- Dataset content:
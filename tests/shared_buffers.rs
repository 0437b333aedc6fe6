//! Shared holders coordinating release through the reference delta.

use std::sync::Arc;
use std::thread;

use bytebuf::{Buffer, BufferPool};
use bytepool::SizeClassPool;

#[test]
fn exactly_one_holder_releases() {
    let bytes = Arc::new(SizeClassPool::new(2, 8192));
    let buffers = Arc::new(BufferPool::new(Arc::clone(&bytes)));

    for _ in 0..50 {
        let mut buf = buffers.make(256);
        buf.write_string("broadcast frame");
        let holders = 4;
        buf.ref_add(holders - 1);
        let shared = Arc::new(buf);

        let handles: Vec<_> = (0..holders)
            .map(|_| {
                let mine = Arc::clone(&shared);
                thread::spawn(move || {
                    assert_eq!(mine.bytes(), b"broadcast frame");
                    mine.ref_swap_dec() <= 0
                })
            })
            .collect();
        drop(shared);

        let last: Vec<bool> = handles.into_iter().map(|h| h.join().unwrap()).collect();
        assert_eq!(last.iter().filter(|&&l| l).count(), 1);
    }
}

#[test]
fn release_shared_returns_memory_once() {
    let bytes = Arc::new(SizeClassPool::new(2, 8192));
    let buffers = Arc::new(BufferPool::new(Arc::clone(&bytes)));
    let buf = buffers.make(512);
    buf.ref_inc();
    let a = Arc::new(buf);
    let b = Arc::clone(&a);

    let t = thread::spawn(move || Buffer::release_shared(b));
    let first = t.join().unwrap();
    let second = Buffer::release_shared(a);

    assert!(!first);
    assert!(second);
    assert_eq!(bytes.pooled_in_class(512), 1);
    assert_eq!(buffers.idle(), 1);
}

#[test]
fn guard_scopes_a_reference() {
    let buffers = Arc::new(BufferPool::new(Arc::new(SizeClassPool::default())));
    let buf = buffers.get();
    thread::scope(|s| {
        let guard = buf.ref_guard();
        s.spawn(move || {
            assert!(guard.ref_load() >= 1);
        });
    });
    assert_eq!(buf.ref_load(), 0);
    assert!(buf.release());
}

- Exercise aim: For the records above, how many lines contain the word "unwrap"? Reply with the number only.

- Response area: 2